--- RECORD EXCERPTS Enclosed Below ---

impl PostgresTicketStore {
    /// Create a store over an existing pool.
    #[must_use]
    pub const fn new(pool: PgPool) -> Self {
        Self { pool }
    }

    /// Access the underlying connection pool.
    #[must_use]
    pub const fn pool(&self) -> &PgPool {
        &self.pool
    }

    #[tracing::instrument(
        skip(self, ticket),
        fields(ticket_id = %ticket.id, type_id = %ticket.type_id)
    )]
    async fn admit(&self, ticket: &Ticket) -> Result<ReservationInsert, StoreError> {
        let mut tx = self
            .pool
            .begin()
            .await
            .map_err(|e| StoreError::Database(format!("Failed to start transaction: {e}")))?;

        // Serializes admissions per ticket type until commit.
        let capacity: Option<(i32,)> =
            sqlx::query_as("SELECT total_capacity FROM ticket_types WHERE type_id = $1 FOR UPDATE")
                .bind(ticket.type_id.as_str())
                .fetch_optional(&mut *tx)
                .await
                .map_err(|e| StoreError::Database(format!("Failed to lock ticket type: {e}")))?;

        if let Some(existing) = buyer_ticket(&mut *tx, &ticket.buyer).await? {
            let _ = tx.rollback().await;
            return Ok(existing_outcome(existing));
        }

        let Some((capacity,)) = capacity else {
            let _ = tx.rollback().await;
            return Ok(ReservationInsert::UnknownType);
        };

        let committed =
            committed_on(&mut *tx, &ticket.type_id, CommitScope::ReservedAndPaid).await?;
        let remaining = from_i32(capacity, "total_capacity")?.saturating_sub(committed);
        if ticket.quantity > remaining {
            let _ = tx.rollback().await;
            return Ok(ReservationInsert::OutOfStock { remaining });
        }

        let inserted = sqlx::query(
            "INSERT INTO tickets (id, buyer_identity, type_id, quantity, unit_price,
                                  total_price, state, created_at, service_redemptions, version)
             VALUES ($1, $2, $3, $4, $5, $6, $7, $8, $9, $10)",
        )
        .bind(ticket.id.as_uuid())
        .bind(ticket.buyer.as_str())
        .bind(ticket.type_id.as_str())
        .bind(to_i32(ticket.quantity, "quantity")?)
        .bind(to_i64(ticket.unit_price.amount(), "unit_price")?)
        .bind(to_i64(ticket.total_price.amount(), "total_price")?)
        .bind(ticket.state.as_str())
        .bind(ticket.created_at)
        .bind(Json(&ticket.service_redemptions))
        .bind(to_i64(ticket.version, "version")?)
        .execute(&mut *tx)
        .await;

        match inserted {
            Ok(_) => {}
            Err(sqlx::Error::Database(db_err)) if db_err.is_unique_violation() => {
                let _ = tx.rollback().await;
                // The same buyer was admitted on another ticket type meanwhile.
                metrics::counter!("ticketgate_store_buyer_conflicts_total").increment(1);
                return match buyer_ticket(&self.pool, &ticket.buyer).await? {
                    Some(existing) => Ok(existing_outcome(existing)),
                    None => Err(StoreError::Database(
                        "Buyer conflict without a stored ticket".to_string(),
                    )),
                };
            }
            Err(e) => {
                return Err(StoreError::Database(format!("Failed to insert reservation: {e}")));
            }
        }

        tx.commit()
            .await
            .map_err(|e| StoreError::Database(format!("Failed to commit reservation: {e}")))?;

        Ok(ReservationInsert::Inserted(ticket.clone()))
    }

    async fn update_capacity(
        &self,
        type_id: &TicketTypeId,
        total_capacity: u32,
        unit_price: Option<Money>,
    ) -> Result<CapacityUpdate, StoreError> {
        let mut tx = self
            .pool
            .begin()
            .await
            .map_err(|e| StoreError::Database(format!("Failed to start transaction: {e}")))?;

        let exists: Option<(String,)> =
            sqlx::query_as("SELECT type_id FROM ticket_types WHERE type_id = $1 FOR UPDATE")
                .bind(type_id.as_str())
                .fetch_optional(&mut *tx)
                .await
                .map_err(|e| StoreError::Database(format!("Failed to lock ticket type: {e}")))?;
        if exists.is_none() {
            let _ = tx.rollback().await;
            return Ok(CapacityUpdate::NotFound);
        }

        let sold = committed_on(&mut *tx, type_id, CommitScope::PaidOnly).await?;
        if total_capacity < sold {
            let _ = tx.rollback().await;
            return Ok(CapacityUpdate::BelowSold { sold });
        }

        let unit_price = unit_price
            .map(|price| to_i64(price.amount(), "unit_price"))
            .transpose()?;
        let row = sqlx::query(
            "UPDATE ticket_types
             SET total_capacity = $2, unit_price = COALESCE($3, unit_price)
             WHERE type_id = $1
             RETURNING type_id, unit_price, total_capacity",
        )
        .bind(type_id.as_str())
        .bind(to_i32(total_capacity, "total_capacity")?)
        .bind(unit_price)
        .fetch_one(&mut *tx)
        .await
        .map_err(|e| StoreError::Database(format!("Failed to update ticket type: {e}")))?;
        let updated = ticket_type_from_row(&row)?;

        tx.commit()
            .await
            .map_err(|e| StoreError::Database(format!("Failed to commit capacity update: {e}")))?;

        Ok(CapacityUpdate::Updated(updated))
    }

    async fn fetch_tickets(
        &self,
        sql: &str,
        cutoff: Option<DateTime<Utc>>,
    ) -> Result<Vec<Ticket>, StoreError> {
        let mut query = sqlx::query(sql);
        if let Some(cutoff) = cutoff {
            query = query.bind(cutoff);
        }
        let rows = query
            .fetch_all(&self.pool)
            .await
            .map_err(|e| StoreError::Database(format!("Failed to list tickets: {e}")))?;
        rows.iter().map(ticket_from_row).collect()
    }
}

impl TicketStore for PostgresTicketStore {
    fn ticket_type(&self, type_id: TicketTypeId) -> StoreFuture<'_, Option<TicketType>> {
        Box::pin(async move {
            let row = sqlx::query(
                "SELECT type_id, unit_price, total_capacity FROM ticket_types WHERE type_id = $1",
            )
            .bind(type_id.as_str())
            .fetch_optional(&self.pool)
            .await
            .map_err(|e| StoreError::Database(format!("Failed to load ticket type: {e}")))?;
            row.as_ref().map(ticket_type_from_row).transpose()
        })
    }

    fn ticket_types(&self) -> StoreFuture<'_, Vec<TicketType>> {
        Box::pin(async move {
            let rows = sqlx::query(
                "SELECT type_id, unit_price, total_capacity FROM ticket_types ORDER BY type_id",
            )
            .fetch_all(&self.pool)
            .await
            .map_err(|e| StoreError::Database(format!("Failed to list ticket types: {e}")))?;
            rows.iter().map(ticket_type_from_row).collect()
        })
    }

    fn insert_ticket_type(&self, ticket_type: TicketType) -> StoreFuture<'_, bool> {
        Box::pin(async move {
            let result = sqlx::query(
                "INSERT INTO ticket_types (type_id, unit_price, total_capacity)
                 VALUES ($1, $2, $3)
                 ON CONFLICT (type_id) DO NOTHING",
            )
            .bind(ticket_type.type_id.as_str())
            .bind(to_i64(ticket_type.unit_price.amount(), "unit_price")?)
            .bind(to_i32(ticket_type.total_capacity, "total_capacity")?)
            .execute(&self.pool)
            .await
            .map_err(|e| StoreError::Database(format!("Failed to insert ticket type: {e}")))?;
            Ok(result.rows_affected() == 1)
        })
    }

    fn update_ticket_type(
        &self,
        type_id: TicketTypeId,
        total_capacity: u32,
        unit_price: Option<Money>,
    ) -> StoreFuture<'_, CapacityUpdate> {
        Box::pin(async move { self.update_capacity(&type_id, total_capacity, unit_price).await })
    }

    fn committed_quantity(
        &self,
        type_id: TicketTypeId,
        scope: CommitScope,
    ) -> StoreFuture<'_, u32> {
        Box::pin(async move { committed_on(&self.pool, &type_id, scope).await })
    }

    fn insert_reservation(&self, ticket: Ticket) -> StoreFuture<'_, ReservationInsert> {
        Box::pin(async move {
            let started = Instant::now();
            let outcome = self.admit(&ticket).await;
            metrics::histogram!("ticketgate_store_reservation_seconds")
                .record(started.elapsed().as_secs_f64());
            outcome
        })
    }

    fn ticket(&self, id: TicketId) -> StoreFuture<'_, Option<Ticket>> {
        Box::pin(async move {
            let row = sqlx::query(&format!("SELECT {TICKET_COLUMNS} FROM tickets WHERE id = $1"))
                .bind(id.as_uuid())
                .fetch_optional(&self.pool)
                .await
                .map_err(|e| StoreError::Database(format!("Failed to load ticket: {e}")))?;
            row.as_ref().map(ticket_from_row).transpose()
        })
    }

    fn find_by_buyer(
        &self,
        buyer: BuyerIdentity,
        state: TicketState,
    ) -> StoreFuture<'_, Option<Ticket>> {
        Box::pin(async move {
            let row = sqlx::query(&format!(
                "SELECT {TICKET_COLUMNS} FROM tickets WHERE buyer_identity = $1 AND state = $2"
            ))
            .bind(buyer.as_str())
            .bind(state.as_str())
            .fetch_optional(&self.pool)
            .await
            .map_err(|e| StoreError::Database(format!("Failed to find buyer ticket: {e}")))?;
            row.as_ref().map(ticket_from_row).transpose()
        })
    }

    fn list_tickets(&self) -> StoreFuture<'_, Vec<Ticket>> {
        Box::pin(async move {
            self.fetch_tickets(
                &format!("SELECT {TICKET_COLUMNS} FROM tickets ORDER BY created_at DESC"),
                None,
            )
            .await
        })
    }

    fn replace_ticket(&self, next: Ticket, expected_version: u64) -> StoreFuture<'_, bool> {
        Box::pin(async move {
            let result = sqlx::query(
                "UPDATE tickets
                 SET state = $2,
                     credential_token = $3,
                     credential_issued_at = $4,
                     checked_in_at = $5,
                     service_redemptions = $6,
                     version = $7
                 WHERE id = $1 AND version = $8",
            )
            .bind(next.id.as_uuid())
            .bind(next.state.as_str())
            .bind(next.credential.as_ref().map(|c| c.token.clone()))
            .bind(next.credential.as_ref().map(|c| c.issued_at))
            .bind(next.checked_in_at)
            .bind(Json(&next.service_redemptions))
            .bind(to_i64(next.version, "version")?)
            .bind(to_i64(expected_version, "version")?)
            .execute(&self.pool)
            .await
            .map_err(|e| StoreError::Database(format!("Failed to update ticket: {e}")))?;
            Ok(result.rows_affected() == 1)
        })
    }

    fn expired_reservations(&self, cutoff: DateTime<Utc>) -> StoreFuture<'_, Vec<Ticket>> {
        Box::pin(async move {
            self.fetch_tickets(
                &format!(
                    "SELECT {TICKET_COLUMNS} FROM tickets
                     WHERE state = 'reserved' AND created_at < $1
                     ORDER BY created_at"
                ),
                Some(cutoff),
            )
            .await
        })
    }

    fn delete_expired_reservation(
        &self,
        id: TicketId,
        cutoff: DateTime<Utc>,
    ) -> StoreFuture<'_, Option<Ticket>> {
        Box::pin(async move {
            let row = sqlx::query(&format!(
                "DELETE FROM tickets
                 WHERE id = $1 AND state = 'reserved' AND created_at < $2
                 RETURNING {TICKET_COLUMNS}"
            ))
            .bind(id.as_uuid())
            .bind(cutoff)
            .fetch_optional(&self.pool)
            .await
            .map_err(|e| {
                StoreError::Database(format!("Failed to delete expired reservation: {e}"))
            })?;
            row.as_ref().map(ticket_from_row).transpose()
        })
    }

    fn delete_ticket(&self, id: TicketId) -> StoreFuture<'_, Option<Ticket>> {
        Box::pin(async move {
            let row = sqlx::query(&format!(
                "DELETE FROM tickets WHERE id = $1 RETURNING {TICKET_COLUMNS}"
            ))
            .bind(id.as_uuid())
            .fetch_optional(&self.pool)
            .await
            .map_err(|e| StoreError::Database(format!("Failed to delete ticket: {e}")))?;
            row.as_ref().map(ticket_from_row).transpose()
        })
    }
}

--- End of Enclosed RECORD EXCERPTS ---

- ACTIVITY -
Wherever the word "ORDER" appears in a line of the data above, copy that line.

- TASK RESULT -
                "SELECT type_id, unit_price, total_capacity FROM ticket_types ORDER BY type_id",
                &format!("SELECT {TICKET_COLUMNS} FROM tickets ORDER BY created_at DESC"),
                     ORDER BY created_at"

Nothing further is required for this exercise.